甘く熱いキスで

王子様の落し物

キン、という金属音があちこちから聴こえてくる。その音に混じっている怒声は普段より多く、それでも男たちは、いつもなら空席の見学席を気にして1つ、また1つと切り傷や打撲を増やしていく。

そんな様子を見ながら、ユリアはため息をついて立ち上がった。

すると、一番近くで剣を交わしていた男が「うっ」と呻いて膝をつく。

「おい、そこ!気を抜くな!」
「す、すみませ……っ」

腕をかすった剣は、少し深く肌を切り裂いたようでユリアからも赤く滴る血が見えた。
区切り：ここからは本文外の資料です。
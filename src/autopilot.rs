//! A scripted player for headless runs: starts the session, kites the nearest hostile and shoots it.

use glam::Vec2;

use crate::snapshot::{HostileView, WorldSnapshot};
use crate::systems::{Buttons, InputSnapshot, SessionState, Weapon};

/// Hostiles closer than this make the autopilot back off.
const FLEE_DISTANCE: f32 = 220.0;
/// Hostiles closer than this make the autopilot run, stamina permitting.
const PANIC_DISTANCE: f32 = 120.0;
const RUN_STAMINA_RESERVE: f32 = 30.0;
/// Below this health, the nearest health pack takes priority over fleeing.
const HEAL_THRESHOLD: f32 = 60.0;

#[derive(Debug, Default, Clone)]
pub struct Autopilot {
    ticks: u64,
}

impl Autopilot {
    /// Decides the input for the next tick from the current state of the world.
    pub fn next_input(&mut self, snapshot: &WorldSnapshot) -> InputSnapshot {
        self.ticks += 1;

        match snapshot.state {
            SessionState::NotStarted => return InputSnapshot::new(Buttons::START, Vec2::ZERO),
            SessionState::Paused => return InputSnapshot::new(Buttons::PAUSE, Vec2::ZERO),
            SessionState::GameOver => return InputSnapshot::default(),
            SessionState::Running => {}
        }
        let Some(player) = &snapshot.player else {
            return InputSnapshot::default();
        };

        let center = player.position + Vec2::splat(player.size / 2.0);
        let mut buttons = Buttons::empty();
        let mut pointer = center;

        // Fists need contact, which the autopilot avoids
        if player.weapon == Some(Weapon::Fists) {
            buttons |= Buttons::SWITCH_WEAPON;
        }

        let nearest = snapshot
            .zombies
            .iter()
            .chain(snapshot.boss.iter())
            .map(|hostile| (hostile_center(hostile), hostile))
            .min_by(|(a, _), (b, _)| a.distance_squared(center).total_cmp(&b.distance_squared(center)));

        if let Some((target, _)) = nearest {
            pointer = target;
            buttons |= Buttons::ATTACK;

            let distance = target.distance(center);
            if distance < FLEE_DISTANCE {
                buttons |= directional_buttons(center - target);
            }
            if distance < PANIC_DISTANCE && player.stamina > RUN_STAMINA_RESERVE {
                buttons |= Buttons::RUN;
            }
        }

        if player.health < HEAL_THRESHOLD {
            let pack = snapshot
                .health_packs
                .iter()
                .map(|pack| pack.position + Vec2::splat(pack.size / 2.0))
                .min_by(|a, b| a.distance_squared(center).total_cmp(&b.distance_squared(center)));
            if let Some(pack) = pack {
                buttons -= Buttons::UP | Buttons::DOWN | Buttons::LEFT | Buttons::RIGHT;
                buttons |= directional_buttons(pack - center);
            }
        }

        InputSnapshot::new(buttons, pointer)
    }

    pub fn ticks(&self) -> u64 {
        self.ticks
    }
}

fn hostile_center(hostile: &HostileView) -> Vec2 {
    hostile.position + Vec2::splat(hostile.size / 2.0)
}

/// Movement buttons pushing along `direction`, ignoring axes it barely moves on.
fn directional_buttons(direction: Vec2) -> Buttons {
    let mut buttons = Buttons::empty();
    if direction.x > 1.0 {
        buttons |= Buttons::RIGHT;
    } else if direction.x < -1.0 {
        buttons |= Buttons::LEFT;
    }
    if direction.y > 1.0 {
        buttons |= Buttons::DOWN;
    } else if direction.y < -1.0 {
        buttons |= Buttons::UP;
    }
    buttons
}
use bevy_ecs::{component::Component, resource::Resource};
use glam::Vec2;

use crate::constants::{hostile, progression};
use crate::systems::collision::Aabb;

/// A tag component denoting the type of entity.
#[derive(Component, Debug, Clone, Copy, PartialEq, Eq, Hash)]
pub enum EntityType {
    Player,
    Zombie,
    Boss,
    Bullet,
    HealthPack,
}

impl EntityType {
    /// Score credited when an entity of this type is killed.
    pub fn score_value(&self) -> Option<u32> {
        match self {
            EntityType::Zombie => Some(progression::ZOMBIE_SCORE),
            EntityType::Boss => Some(progression::BOSS_SCORE),
            _ => None,
        }
    }

    /// Experience credited when an entity of this type is killed.
    ///
    /// Boss kills grant none.
    pub fn experience_value(&self) -> Option<u32> {
        match self {
            EntityType::Zombie => Some(progression::ZOMBIE_EXPERIENCE),
            _ => None,
        }
    }

    /// Health drained from the player for every tick of overlap.
    pub fn contact_damage(&self) -> Option<f32> {
        match self {
            EntityType::Zombie => Some(hostile::ZOMBIE_CONTACT_DAMAGE),
            EntityType::Boss => Some(hostile::BOSS_CONTACT_DAMAGE),
            _ => None,
        }
    }

    pub fn is_hostile(&self) -> bool {
        matches!(self, EntityType::Zombie | EntityType::Boss)
    }
}

/// The top-left corner of an entity. Bullets are points, so this is their exact location.
#[derive(Component, Debug, Clone, Copy, PartialEq, Default)]
pub struct Position(pub Vec2);

/// Square bounding box anchored at the entity's [`Position`].
#[derive(Component, Debug, Clone, Copy, PartialEq)]
pub struct Collider {
    pub size: f32,
}

impl Collider {
    pub fn bounds(&self, position: Vec2) -> Aabb {
        Aabb::new(position, Vec2::splat(self.size))
    }

    pub fn center(&self, position: Vec2) -> Vec2 {
        position + Vec2::splat(self.size / 2.0)
    }
}

/// Hit points. May go negative while damage resolves; the entity is removed at or below zero.
#[derive(Component, Debug, Clone, Copy, PartialEq)]
pub struct Health(pub f32);

impl Health {
    pub fn is_alive(&self) -> bool {
        self.0 > 0.0
    }

    /// Health as shown to the player, never below zero.
    pub fn displayed(&self) -> f32 {
        self.0.max(0.0)
    }
}

/// A tag component for the entity driven by the input snapshot.
#[derive(Default, Component)]
pub struct PlayerControlled;

#[derive(Component, Debug, Clone, Copy, PartialEq)]
pub struct Stamina {
    pub current: f32,
    pub max: f32,
}

impl Stamina {
    pub fn new(max: f32) -> Self {
        Self { current: max, max }
    }
}

/// Marker for regular hostiles.
#[derive(Component, Debug, Clone, Copy, Default)]
pub struct Zombie;

/// Marker for the singleton boss.
#[derive(Component, Debug, Clone, Copy, Default)]
pub struct Boss;

/// Marker for pickups that restore health.
#[derive(Component, Debug, Clone, Copy, Default)]
pub struct HealthPack;

/// Whether a hostile is pursuing the player.
#[derive(Component, Debug, Clone, Copy, PartialEq, Eq, Default)]
pub enum Behavior {
    #[default]
    Idle,
    Aggro,
}

/// Distance covered per tick while pursuing.
#[derive(Component, Debug, Clone, Copy, PartialEq)]
pub struct Speed(pub f32);

#[derive(Resource, Debug, Default)]
pub struct ScoreResource(pub u32);

#[derive(Resource, Debug, Clone, Copy)]
pub struct DeltaTime {
    /// Floating-point delta time in seconds
    pub seconds: f32,
    /// Integer tick delta (usually 1, but can be different for testing)
    pub ticks: u32,
}

impl DeltaTime {
    /// Creates a new DeltaTime from an integer tick delta at the nominal tick rate.
    ///
    /// While this method exists as a helper, it does not mean that seconds and ticks are interchangeable.
    pub fn from_ticks(ticks: u32) -> Self {
        Self {
            seconds: ticks as f32 / crate::constants::TICKS_PER_SECOND,
            ticks,
        }
    }
}

/// The playfield. Entities are kept fully inside it.
#[derive(Resource, Debug, Clone, Copy, PartialEq)]
pub struct Arena {
    pub size: Vec2,
}

impl Arena {
    pub fn new(width: f32, height: f32) -> Self {
        Self {
            size: Vec2::new(width, height),
        }
    }

    /// Strict containment, as used for bullets.
    pub fn contains(&self, point: Vec2) -> bool {
        point.x > 0.0 && point.x < self.size.x && point.y > 0.0 && point.y < self.size.y
    }

    /// Clamps a top-left position so a box of `size` stays inside the arena.
    pub fn clamp(&self, position: Vec2, size: f32) -> Vec2 {
        position.clamp(Vec2::ZERO, (self.size - Vec2::splat(size)).max(Vec2::ZERO))
    }

    pub fn center(&self) -> Vec2 {
        self.size / 2.0
    }
}

/// A fixed square hostiles may not enter once the player has leveled up.
#[derive(Resource, Debug, Clone, Copy, PartialEq)]
pub struct SafeZone {
    pub bounds: Aabb,
    pub active: bool,
}

impl SafeZone {
    /// A zone of the standard size centered in the arena.
    pub fn centered(arena: &Arena) -> Self {
        let size = Vec2::splat(progression::SAFE_ZONE_SIZE);
        Self {
            bounds: Aabb::new(arena.center() - size / 2.0, size),
            active: false,
        }
    }

    /// The zone's bounds, only while it is enforced.
    pub fn enforced(&self) -> Option<Aabb> {
        self.active.then_some(self.bounds)
    }

    /// Whether a box at `bounds` would violate the zone. Always false before activation.
    pub fn blocks(&self, bounds: &Aabb) -> bool {
        self.active && self.bounds.overlaps(bounds)
    }
}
待機していたクラドール――医者――が治療する様子を半ば呆れた気持ちで見ていると、遠慮がちに顔を上げた兵士と目が合う。

彼はユリアと視線が繋がった瞬間、バッと顔を真っ赤にして俯いた。それを見て、ユリアはまた大きくため息をついて訓練場を後にした。

ユリアの“運命の人”がフラメ王国の軍に所属しているだろうと見当をつけたのは、彼の気の使い方が彼らに似ていたからだった。鋭く濃い気を練る訓練は基本であり、一番に習得しなければならないものだ。

それに、彼の気の消え方は、痕跡を残さないようにという教えを忠実に守っていた。ユリアにそれを覚えさせる時間まで計算して呪文を掛けていったあの男は、相当の呪文使いだと言える。

ところが、苦手な早起きまでしてやってきた朝の稽古で会えたのは、確かに昨夜の男ではあるが無駄になってしまったキスの方の男だ。

「もっとわかりやすく、靴くらい脱いで行ってよね!」

大股で城への道を歩きながら愚痴って、ユリアはあくびをした。とにかく眠い。昨夜、仮面舞踏会から戻ってきて数時間しか寝る時間がなかったせいだ。